Não obstante, é forçoso salientar que a LEP está completando 33 anos. A estrutura e a realidade social atual do Brasil mudaram muito. Além disso, alguns dispositivos legais já não são tão vantajosos como pareciam 30 anos atrás.
6.1 QUANTO AOS REGIMES E AS FORMAS DE CUMPRIMENTO
6.1.1 REGIME FECHADO
Segundo dispõe o art. 34 do Código Penal, in verbis:
“Art. 34 – O condenado será submetido, no início do cumprimento da pena, a exame criminológico de classificação para individualização da execução.
§ 1º – O condenado fica sujeito a trabalho no período diurno e a isolamento durante o repouso noturno.
§ 2º – O trabalho será em comum dentro do estabelecimento, na conformidade das aptidões ou ocupações anteriores do condenado, desde que compatíveis com a execução da pena. (…)” (grifo nosso)
Ainda, dispõe o art. 87 da LEP, sobre o regime fechado:
“Art. 87 – A penitenciária destina-se ao condenado à pena de reclusão, em regime fechado.
Art. 88. O condenado será alojado em cela individual que conterá dormitório, aparelho sanitário e lavatório.
Parágrafo único. São requisitos básicos da unidade celular:
a) salubridade do ambiente pela concorrência dos fatores de aeração, insolação e condicionamento térmico adequado à existência humana;
b) área mínima de 6,00m2 (seis metros quadrados).” (grifo nosso)
Ora, lendo esses dispositivos legais e comparando com a realidade fática das nossas Unidades Prisionais, é nítido que o cumprimento da pena dá-se muito diversamente daquilo previsto em lei, tanto na parte da cela individual quanto na parte do trabalho em área comum.
Atualmente, os recuperandos em regime fechado cumprem suas penas em presídios superlotados, em celas apinhadas de gente, sem qualquer salubridade e condições mínimas de higiene, e sem qualquer possibilidade de efetuar algum tipo de trabalho.
Assim, não existindo o efetivo cumprimento dos dispositivos legais previstos, que por si sós já não garantiam nada, como exigir do recuperando que volte à sociedade, após cumprir sua pena, devidamente reintegrado e pronto para cumprir as normas que lhe forem impostas?
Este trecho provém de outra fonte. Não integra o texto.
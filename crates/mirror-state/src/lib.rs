//! Contract-driven mirror projections of mutable JSON sources.
//!
//! `mirror-state` projects a mutable "source" document into one or more
//! derived "mirror" documents whose shape is declared by a field-mapping
//! contract, and keeps every mirror synchronized whenever the source changes.
//! Each mirror may emit an ordered stream of patch operations describing, in
//! mirror-space terms, exactly what changed — so downstream consumers
//! (incremental sync, change logs, network diffing) can react without
//! re-diffing whole documents.
//!
//! # Core Concepts
//!
//! - **FieldMappings**: declarative, pure contract mapping source fields to
//!   mirror paths, with optional transforms and nested contracts
//! - **SourceHandler**: owns a source and fans every mutation out to all
//!   live mirror bindings in registration order
//! - **MirrorHandler**: owns one mirror, applies the contract, emits patches
//! - **SourceProxy** / **ProxyManager**: explicit accessor handles that make
//!   ordinary-looking mutation route through propagation
//! - **filter_mirror**: registry-free path for one-off projections
//! - **PatchOp**: atomic description (`Set` / `Delete`, mirror path,
//!   optional value) of one mirror-side change
//!
//! Everything is push-based and fully synchronous: a mutation call completes
//! its entire fan-out before returning. There is exactly one source of truth
//! and N one-way projections — no merging, no conflict resolution, no I/O.
//!
//! # Quick Start
//!
//! ```
//! use mirror_state::{FieldMappings, MirrorOptions, ProxyManager, SourceHandler};
//! use serde_json::json;
//!
//! let handler = SourceHandler::new(
//!     json!({"name": "a", "age": 1}),
//!     |_key: &&str| {
//!         Some(
//!             FieldMappings::new()
//!                 .map("name", "displayName")
//!                 .map_with("age", "yearsOld", |v| json!(v.as_i64().unwrap_or(0) + 1)),
//!         )
//!     },
//!     ProxyManager::new(),
//! );
//!
//! let mirror = handler.create_mirror("ui", MirrorOptions::new()).unwrap();
//! assert_eq!(mirror, json!({"displayName": "a", "yearsOld": 2}));
//!
//! // Mutate through the registry, or through an interception handle:
//! let proxy = handler.proxy("ui");
//! proxy.set("age", 2);
//!
//! assert_eq!(handler.mirror(&"ui").unwrap()["yearsOld"], 3);
//! ```
//!
//! # Patch Emission
//!
//! ```
//! use mirror_state::{path, FieldMappings, MirrorOptions, PatchOp, ProxyManager, SourceHandler};
//! use serde_json::json;
//! use std::cell::RefCell;
//! use std::rc::Rc;
//!
//! let patches = Rc::new(RefCell::new(Vec::new()));
//! let sink = patches.clone();
//!
//! let handler = SourceHandler::new(
//!     json!({}),
//!     |_key: &&str| Some(FieldMappings::new().map("a", "b")),
//!     ProxyManager::new(),
//! );
//! handler
//!     .create_mirror(
//!         "log",
//!         MirrorOptions::new().patch_callback(move |op| sink.borrow_mut().push(op)),
//!     )
//!     .unwrap();
//!
//! handler.set_field("a", json!(5));
//!
//! assert_eq!(patches.borrow().as_slice(), [PatchOp::set(path!("b"), 5)]);
//! ```
//!
//! # Re-entrancy
//!
//! Transforms and patch callbacks must be side-effect-free with respect to
//! the source: they run inside fan-out, and one that calls back into the
//! handler that invoked it re-enters the mutation path, which the core does
//! not detect or break. The registry's post-mutation hook is the exception:
//! it fires after fan-out has settled, with no registry lock held, so it may
//! read back through the handler.

mod apply;
mod error;
mod filter;
mod mappings;
mod mirror;
mod patch;
mod path;
mod proxy;
mod source;

pub use apply::get_at_path;
pub use error::{MirrorError, MirrorResult};
pub use filter::{filter_mirror, FilteredMirror, MappingHandler};
pub use mappings::{FieldMappings, MappingRule, Transform};
pub use mirror::{ChangeHook, MirrorHandler, MirrorInit, MirrorOptions, PatchCallback};
pub use patch::PatchOp;
pub use path::Path;
pub use proxy::{ProxyManager, SourceOps, SourceProxy};
pub use source::{AfterChange, MappingResolver, SourceHandler};

// Re-export serde_json::Value for convenience
pub use serde_json::Value;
A resposta é simples: não vai! Não vai ressocializar. Não vai se reintegrar à sociedade. E muito provavelmente não vai abandonar o mundo da criminalidade.
Assim, é necessário que o Regime Fechado dê todas as condições para que o recuperando volte à sociedade realmente ressocializado.
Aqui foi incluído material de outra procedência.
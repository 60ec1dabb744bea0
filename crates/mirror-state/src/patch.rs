//! Patch operations describing mirror-side changes.
//!
//! Each operation describes exactly one change that a source mutation caused
//! in mirror space. Bindings hand these to the caller-supplied patch callback
//! in the order the changes were applied.

use crate::Path;
use serde::{Deserialize, Serialize};
use serde_json::Value;

/// A single mirror-side change.
///
/// Emitted once per affected mirror path per source mutation. The `path` is
/// expressed in mirror space, not source space; a rule mapping `a -> b`
/// produces operations targeting `b`.
#[derive(Clone, Debug, PartialEq, Serialize, Deserialize)]
#[serde(tag = "op", rename_all = "snake_case")]
pub enum PatchOp {
    /// A value was written at the path.
    Set {
        /// Target mirror path.
        path: Path,
        /// The value that was written.
        value: Value,
    },

    /// The value at the path was removed.
    Delete {
        /// Target mirror path.
        path: Path,
    },
}

impl PatchOp {
    /// Create a Set operation.
    #[inline]
    pub fn set(path: Path, value: impl Into<Value>) -> Self {
        PatchOp::Set {
            path,
            value: value.into(),
        }
    }

    /// Create a Delete operation.
    #[inline]
    pub fn delete(path: Path) -> Self {
        PatchOp::Delete { path }
    }

    /// Get the mirror path this operation targets.
    #[inline]
    pub fn path(&self) -> &Path {
        match self {
            PatchOp::Set { path, .. } => path,
            PatchOp::Delete { path } => path,
        }
    }

    /// Get the written value, present only for Set operations.
    #[inline]
    pub fn value(&self) -> Option<&Value> {
        match self {
            PatchOp::Set { value, .. } => Some(value),
            PatchOp::Delete { .. } => None,
        }
    }

    /// Get the operation name.
    #[inline]
    pub fn name(&self) -> &'static str {
        match self {
            PatchOp::Set { .. } => "set",
            PatchOp::Delete { .. } => "delete",
        }
    }
}

#[cfg(test)]
mod tests {
    use super::*;
    use crate::path;
    use serde_json::json;

    #[test]
    fn test_op_constructors() {
        let set = PatchOp::set(path!("b"), json!(5));
        assert_eq!(set.name(), "set");
        assert_eq!(set.path(), &path!("b"));
        assert_eq!(set.value(), Some(&json!(5)));

        let del = PatchOp::delete(path!("b"));
        assert_eq!(del.name(), "delete");
        assert_eq!(del.value(), None);
    }

    #[test]
    fn test_op_serde() {
        let op = PatchOp::set(path!("user", "name"), json!("Alice"));
        let json = serde_json::to_string(&op).unwrap();
        let parsed: PatchOp = serde_json::from_str(&json).unwrap();
        assert_eq!(op, parsed);
    }

    #[test]
    fn test_delete_has_no_value_field() {
        let op = PatchOp::delete(path!("b"));
        let json = serde_json::to_value(&op).unwrap();
        assert_eq!(json, serde_json::json!({"op": "delete", "path": ["b"]}));
    }
}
Por outro lado, a ideia básica por trás do direito penal é justamente coibir as infrações e punir os infratores. Também, a aplicação da pena não deve vir calcada apenas na punição, muito menos no sentimento de vingança. Deve vir acompanhada da satisfação social e da manifestação da mão do Estado, incutindo inclusive (e por que não?) o sentimento de medo naqueles que eventualmente procurem o cometimento de ilícitos.
Então, a pena, principalmente em regime fechado, além de propiciar a ressocialização do recuperando, também deve incutir nesse recuperando a sensação de punição experimentada bem como gerar a certeza no indivíduo que ainda não cometeu ilícitos de que sua conduta não será relevada.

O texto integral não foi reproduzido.